━━ MATERIAL FOR THIS TASK

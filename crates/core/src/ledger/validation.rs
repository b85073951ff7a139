//! Business rule validation for expenses and settlements.
//!
//! These functions are pure: they turn raw input into exact [`Money`] records or
//! reject it. Membership checks need a directory and live in
//! [`LedgerService`](super::service::LedgerService).

use std::collections::HashSet;

use rust_decimal::Decimal;
use splitledger_shared::types::{Currency, Money};

use super::error::LedgerError;
use super::types::{Participant, Payment, PaymentInput, Split, SplitInput, SplitType};
use crate::currency::AllocationUtil;

/// Percentage splits must add up to exactly this.
const FULL_PERCENTAGE: Decimal = Decimal::ONE_HUNDRED;

/// Trims the title and rejects it if nothing is left.
///
/// # Errors
///
/// Returns `TitleRequired` for blank titles.
pub fn validate_title(title: &str) -> Result<String, LedgerError> {
    let trimmed = title.trim();
    if trimmed.is_empty() {
        return Err(LedgerError::TitleRequired);
    }
    Ok(trimmed.to_string())
}

/// Derives the category slug: lowercase ASCII alphanumerics joined by single hyphens.
///
/// # Errors
///
/// Returns `InvalidCategoryName` if the name has no usable characters.
pub fn category_slug(name: &str) -> Result<String, LedgerError> {
    let mut slug = String::with_capacity(name.len());
    for ch in name.trim().to_lowercase().chars() {
        if ch.is_ascii_alphanumeric() {
            slug.push(ch);
        } else if (ch == ' ' || ch == '-') && !slug.is_empty() && !slug.ends_with('-') {
            slug.push('-');
        }
    }
    while slug.ends_with('-') {
        slug.pop();
    }

    if slug.is_empty() {
        return Err(LedgerError::InvalidCategoryName);
    }
    Ok(slug)
}

/// Converts a decimal amount and rejects anything that is not strictly positive.
///
/// # Errors
///
/// Returns `InvalidAmount` for zero, negative or over-precise amounts.
pub fn positive_money(amount: Decimal, currency: Currency) -> Result<Money, LedgerError> {
    let money = Money::from_decimal(amount, currency).map_err(|e| LedgerError::invalid_amount(&e))?;
    if !money.is_positive() {
        return Err(LedgerError::InvalidAmount(format!(
            "amount must be positive, got {amount}"
        )));
    }
    Ok(money)
}

/// Resolves payment inputs into validated payments.
///
/// # Errors
///
/// `MissingPayments`, `InvalidParticipant`, `InvalidAmount` or `DuplicateParticipant`.
pub fn resolve_payments(
    inputs: &[PaymentInput],
    currency: Currency,
) -> Result<Vec<Payment>, LedgerError> {
    if inputs.is_empty() {
        return Err(LedgerError::MissingPayments);
    }

    let payments = inputs
        .iter()
        .map(|input| {
            Ok(Payment {
                participant: input.participant.resolve()?,
                amount: positive_money(input.amount, currency)?,
                method: input.method.clone(),
            })
        })
        .collect::<Result<Vec<_>, LedgerError>>()?;

    ensure_unique(payments.iter().map(|p| p.participant))?;
    Ok(payments)
}

/// Resolves split inputs into validated splits that sum exactly to `total`.
///
/// # Errors
///
/// `MissingSplits`, `MixedSplitTypes`, `InvalidParticipant`, `DuplicateParticipant`,
/// the per-type requirement errors, `InvalidAmount` for a non-positive share, or
/// `SplitTotalMismatch`.
pub fn resolve_splits(inputs: &[SplitInput], total: Money) -> Result<Vec<Split>, LedgerError> {
    let Some(first) = inputs.first() else {
        return Err(LedgerError::MissingSplits);
    };
    let split_type = first.split_type;
    if inputs.iter().any(|s| s.split_type != split_type) {
        return Err(LedgerError::MixedSplitTypes);
    }

    let participants = inputs
        .iter()
        .map(|s| s.participant.resolve())
        .collect::<Result<Vec<_>, _>>()?;
    ensure_unique(participants.iter().copied())?;

    let (amounts, share_values) = match split_type {
        SplitType::Equal => (equal_amounts(&participants, total), vec![None; inputs.len()]),
        SplitType::Exact => exact_amounts(inputs, total.currency)?,
        SplitType::Percentage => percentage_amounts(inputs, &participants, total)?,
        SplitType::Shares => shares_amounts(inputs, &participants, total)?,
    };

    let splits = participants
        .into_iter()
        .zip(amounts)
        .zip(share_values)
        .map(|((participant, amount_owed), share_value)| {
            if !amount_owed.is_positive() {
                return Err(LedgerError::InvalidAmount(format!(
                    "split for {participant} must be positive, got {}",
                    amount_owed.to_decimal()
                )));
            }
            Ok(Split {
                participant,
                amount_owed,
                split_type,
                share_value,
            })
        })
        .collect::<Result<Vec<_>, _>>()?;

    let split_total = sum(splits.iter().map(|s| s.amount_owed), total.currency)?;
    if split_total != total {
        return Err(LedgerError::SplitTotalMismatch {
            expected: total.to_decimal(),
            actual: split_total.to_decimal(),
        });
    }

    Ok(splits)
}

/// Checks that payments add up to the expense total.
///
/// # Errors
///
/// Returns `PaymentTotalMismatch` unless the sum is exact.
pub fn validate_payment_total(payments: &[Payment], total: Money) -> Result<(), LedgerError> {
    let paid = sum(payments.iter().map(|p| p.amount), total.currency)?;
    if paid != total {
        return Err(LedgerError::PaymentTotalMismatch {
            expected: total.to_decimal(),
            actual: paid.to_decimal(),
        });
    }
    Ok(())
}

/// Rejects a participant that appears more than once.
///
/// # Errors
///
/// Returns `DuplicateParticipant` naming the first repeat.
pub fn ensure_unique<I>(participants: I) -> Result<(), LedgerError>
where
    I: IntoIterator<Item = Participant>,
{
    let mut seen = HashSet::new();
    for participant in participants {
        if !seen.insert(participant) {
            return Err(LedgerError::DuplicateParticipant(participant.to_string()));
        }
    }
    Ok(())
}

fn sum<I>(amounts: I, currency: Currency) -> Result<Money, LedgerError>
where
    I: IntoIterator<Item = Money>,
{
    Money::sum(amounts, currency).map_err(|e| LedgerError::invalid_amount(&e))
}

/// Indices of `participants` in ascending participant order.
fn ascending_order(participants: &[Participant]) -> Vec<usize> {
    let mut order: Vec<usize> = (0..participants.len()).collect();
    order.sort_by_key(|&idx| participants[idx]);
    order
}

/// Places values computed in ascending participant order back into input order.
fn scatter(order: &[usize], ranked: Vec<Money>, currency: Currency) -> Vec<Money> {
    let mut amounts = vec![Money::zero(currency); order.len()];
    for (&idx, amount) in order.iter().zip(ranked) {
        amounts[idx] = amount;
    }
    amounts
}

fn equal_amounts(participants: &[Participant], total: Money) -> Vec<Money> {
    let order = ascending_order(participants);
    let shares = AllocationUtil::split_evenly(total, participants.len());
    scatter(&order, shares, total.currency)
}

type Resolved = (Vec<Money>, Vec<Option<Decimal>>);

fn exact_amounts(inputs: &[SplitInput], currency: Currency) -> Result<Resolved, LedgerError> {
    let amounts = inputs
        .iter()
        .map(|s| {
            let amount = s.amount.ok_or(LedgerError::AmountRequired)?;
            Money::from_decimal(amount, currency).map_err(|e| LedgerError::invalid_amount(&e))
        })
        .collect::<Result<Vec<_>, _>>()?;
    Ok((amounts, vec![None; inputs.len()]))
}

fn percentage_amounts(
    inputs: &[SplitInput],
    participants: &[Participant],
    total: Money,
) -> Result<Resolved, LedgerError> {
    let percentages = inputs
        .iter()
        .map(|s| match s.percentage {
            None => Err(LedgerError::PercentageRequired),
            Some(p) if p <= Decimal::ZERO => Err(LedgerError::InvalidAmount(format!(
                "percentage must be positive, got {p}"
            ))),
            Some(p) => Ok(p),
        })
        .collect::<Result<Vec<_>, _>>()?;

    let percentage_sum = percentages
        .iter()
        .try_fold(Decimal::ZERO, |acc, p| acc.checked_add(*p))
        .ok_or_else(|| LedgerError::InvalidAmount("percentages overflow".to_string()))?;
    if percentage_sum != FULL_PERCENTAGE {
        return Err(LedgerError::PercentageTotalMismatch(percentage_sum));
    }

    let order = ascending_order(participants);
    let ranked: Vec<Decimal> = order.iter().map(|&idx| percentages[idx]).collect();
    let shares = AllocationUtil::allocate_by_percentages(total, &ranked).ok_or_else(|| {
        LedgerError::InvalidAmount("percentages cannot be allocated".to_string())
    })?;

    Ok((
        scatter(&order, shares, total.currency),
        percentages.into_iter().map(Some).collect(),
    ))
}

fn shares_amounts(
    inputs: &[SplitInput],
    participants: &[Participant],
    total: Money,
) -> Result<Resolved, LedgerError> {
    let counts = inputs
        .iter()
        .map(|s| match s.shares {
            Some(n) if n > 0 => Ok(n),
            _ => Err(LedgerError::SharesRequired),
        })
        .collect::<Result<Vec<_>, _>>()?;

    let order = ascending_order(participants);
    let ranked: Vec<u32> = order.iter().map(|&idx| counts[idx]).collect();
    let shares =
        AllocationUtil::allocate_by_shares(total, &ranked).ok_or(LedgerError::SharesRequired)?;

    Ok((
        scatter(&order, shares, total.currency),
        counts.into_iter().map(|n| Some(Decimal::from(n))).collect(),
    ))
}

━━━━

Determine the number of lines in the listing that hold the word "actual". Nothing but that number is wanted.

ANSWER BOX: 2